* _Supplied records_
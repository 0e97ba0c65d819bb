//! Integration Tests for the Response Cache
//!
//! Drives the public API the way a client's view and mutation code would.

use std::sync::Arc;
use std::time::Duration;

use response_cache::{
    keys, ApiCacheUtils, CacheConfig, CacheOptions, CacheStats, ManualClock, ResponseCache,
};
use serde::{Deserialize, Serialize};
use serde_json::{json, Value};

// == Helper Functions ==

#[derive(Debug, Clone, PartialEq, Serialize, Deserialize)]
struct Post {
    id: u64,
    author: String,
    body: String,
}

fn post(id: u64) -> Post {
    Post {
        id,
        author: "ana".to_string(),
        body: format!("post {id}"),
    }
}

fn init_tracing() {
    let _ = tracing_subscriber::fmt()
        .with_env_filter(tracing_subscriber::EnvFilter::from_default_env())
        .with_test_writer()
        .try_init();
}

fn cache_with(options: &CacheOptions) -> (ResponseCache<Vec<Post>, ManualClock>, ManualClock) {
    init_tracing();
    let clock = ManualClock::starting_at(1_700_000_000_000);
    let config = CacheConfig::from_options(options);
    (ResponseCache::with_clock(&config, clock.clone()), clock)
}

// == End-to-end Scenarios ==

#[test]
fn test_posts_page_expires_and_is_swept_by_the_miss() {
    let (cache, clock) = cache_with(&CacheOptions::default());
    let page = vec![post(1), post(2)];

    cache.set("posts:1", page.clone(), Some(Duration::from_millis(2000)));
    assert_eq!(*cache.get("posts:1").unwrap(), page);

    clock.advance(Duration::from_millis(2500));
    assert!(cache.get("posts:1").is_none());

    assert_eq!(
        cache.stats(),
        CacheStats {
            total: 0,
            valid: 0,
            expired: 0,
            max_size: 100,
        }
    );
}

#[test]
fn test_capacity_two_evicts_first_insert() {
    init_tracing();
    let options: CacheOptions = serde_json::from_value(json!({"maxSize": 2})).unwrap();
    let cache: ResponseCache<i32, ManualClock> =
        ResponseCache::with_clock(&CacheConfig::from_options(&options), ManualClock::new());

    cache.set("a", 1, None);
    cache.set("b", 2, None);
    cache.set("c", 3, None);

    assert!(cache.get("a").is_none());
    assert_eq!(*cache.get("b").unwrap(), 2);
    assert_eq!(*cache.get("c").unwrap(), 3);
}

#[test]
fn test_capacity_plus_one_keeps_the_rest() {
    let (cache, _) = cache_with(&CacheOptions::default());

    for i in 0..=100u64 {
        cache.set(format!("post:{i}"), vec![post(i)], Some(Duration::from_secs(3600)));
    }

    assert_eq!(cache.len(), 100);
    assert!(cache.get("post:0").is_none());
    for i in 1..=100u64 {
        assert_eq!(cache.get(&format!("post:{i}")).unwrap()[0].id, i);
    }
}

#[test]
fn test_prefix_invalidation_leaves_other_namespaces() {
    init_tracing();
    let cache: ResponseCache<Value, ManualClock> =
        ResponseCache::with_clock(&CacheConfig::default(), ManualClock::new());

    cache.set("posts:1:{}", json!([1, 2]), None);
    cache.set("posts:2:{}", json!([3]), None);
    cache.set("categories", json!(["tech"]), None);

    assert_eq!(cache.invalidate_by_prefix("posts:"), 2);
    assert!(cache.get("posts:1:{}").is_none());
    assert!(cache.get("posts:2:{}").is_none());
    assert_eq!(*cache.get("categories").unwrap(), json!(["tech"]));
}

#[test]
fn test_operations_are_total() {
    let (cache, _) = cache_with(&CacheOptions::default());

    assert!(cache.get("missing").is_none());
    assert!(!cache.has("missing"));
    assert!(!cache.delete("missing"));
    assert!(!cache.invalidate("missing"));
    assert_eq!(cache.invalidate_by_prefix("missing"), 0);
    assert_eq!(cache.cleanup_expired(), 0);
    cache.clear();

    assert!(cache.is_empty());
    assert!(cache.keys().is_empty());
}

#[test]
fn test_stats_track_unswept_expired_entries() {
    let (cache, clock) = cache_with(&CacheOptions {
        ttl: Some(1_000),
        max_size: None,
    });

    cache.set("posts:1:{}", vec![post(1)], None);
    cache.set("user:7", vec![], Some(Duration::from_secs(600)));
    clock.advance(Duration::from_millis(1_001));

    let stats = cache.stats();
    assert_eq!(stats.total, cache.len());
    assert_eq!((stats.valid, stats.expired), (1, 1));
    assert_eq!(cache.keys(), vec!["posts:1:{}", "user:7"]);

    assert_eq!(cache.cleanup_expired(), 1);
    assert_eq!(cache.stats().expired, 0);
    assert_eq!(cache.keys(), vec!["user:7"]);
}

#[test]
fn test_returned_payload_is_a_snapshot() {
    let (cache, _) = cache_with(&CacheOptions::default());
    cache.set("posts:1:{}", vec![post(1)], None);

    let first = cache.get("posts:1:{}").unwrap();
    cache.set("posts:1:{}", vec![post(2)], None);

    assert_eq!(first[0].id, 1, "earlier snapshot is unaffected by overwrite");
    assert_eq!(cache.get("posts:1:{}").unwrap()[0].id, 2);
    assert_eq!(Arc::strong_count(&first), 1);
}

// == Resource Helpers ==

#[test]
fn test_feed_flow_with_helpers() {
    init_tracing();
    let clock = ManualClock::new();
    let utils = ApiCacheUtils::new(ResponseCache::with_clock(
        &CacheConfig::default(),
        clock.clone(),
    ));
    let filters = json!({"search": "go", "tags": ["rust", "async"]});

    assert!(utils.posts::<_, Vec<Post>>(1, &filters).unwrap().is_none());
    utils.set_posts(1, &filters, &vec![post(1), post(2)]).unwrap();
    utils.set_post(1, &post(1)).unwrap();

    // Same query, fields and tags in another order
    let reordered = json!({"tags": ["async", "rust"], "search": "go"});
    let cached: Vec<Post> = utils.posts(1, &reordered).unwrap().unwrap();
    assert_eq!(cached.len(), 2);

    // A new post lands: every list page is stale, single posts are not
    assert_eq!(utils.invalidate_posts(), 1);
    assert!(utils.posts::<_, Vec<Post>>(1, &reordered).unwrap().is_none());
    assert_eq!(utils.post::<Post>(1).unwrap(), Some(post(1)));

    utils.clear_all();
    assert_eq!(utils.stats().total, 0);
}

#[test]
fn test_key_helpers_are_deterministic() {
    let a = keys::posts_key(2, &json!({"search": "go", "page_size": 20})).unwrap();
    let b = keys::posts_key(2, &json!({"page_size": 20, "search": "go"})).unwrap();
    assert_eq!(a, b);
    assert!(a.starts_with(keys::POSTS_PREFIX));
}

// == Background Sweep ==

#[tokio::test(start_paused = true)]
async fn test_sweeper_reclaims_expired_entries() {
    let (cache, clock) = cache_with(&CacheOptions::default());
    cache.set("posts:1:{}", vec![post(1)], Some(Duration::from_millis(50)));
    cache.set("categories", vec![], Some(Duration::from_secs(1800)));

    let sweeper = cache.spawn_sweeper(Duration::from_millis(10));
    clock.advance(Duration::from_millis(51));
    tokio::time::sleep(Duration::from_millis(100)).await;

    assert_eq!(cache.keys(), vec!["categories"]);
    sweeper.abort();
}

#[tokio::test(start_paused = true)]
async fn test_sweeper_runs_at_configured_interval() {
    init_tracing();
    let clock = ManualClock::starting_at(1_700_000_000_000);
    let config = CacheConfig::from_options(&CacheOptions::default())
        .with_cleanup_interval(Duration::from_secs(1));
    let cache: ResponseCache<Vec<Post>, ManualClock> =
        ResponseCache::with_clock(&config, clock.clone());
    cache.set("posts:1:{}", vec![post(1)], Some(Duration::from_millis(50)));

    let sweeper = cache.start_sweeper();
    clock.advance(Duration::from_millis(51));
    tokio::time::sleep(Duration::from_millis(1_100)).await;

    assert!(cache.is_empty());
    sweeper.abort();
}

#[tokio::test]
async fn test_read_through_serves_cached_value() {
    let (cache, _) = cache_with(&CacheOptions::default());
    let mut fetches = 0;

    for _ in 0..3 {
        let page = cache
            .get_or_fetch("posts:1:{}", None, || {
                fetches += 1;
                async { Ok::<_, std::io::Error>(vec![post(1)]) }
            })
            .await
            .unwrap();
        assert_eq!(page[0], post(1));
    }

    assert_eq!(fetches, 1);
}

* _Directions for this task_
Write out each line above with the word "CacheConfig".

* _Task answer_
    keys, ApiCacheUtils, CacheConfig, CacheOptions, CacheStats, ManualClock, ResponseCache,
    let config = CacheConfig::from_options(options);
        ResponseCache::with_clock(&CacheConfig::from_options(&options), ManualClock::new());
        ResponseCache::with_clock(&CacheConfig::default(), ManualClock::new());
        &CacheConfig::default(),
    let config = CacheConfig::from_options(&CacheOptions::default())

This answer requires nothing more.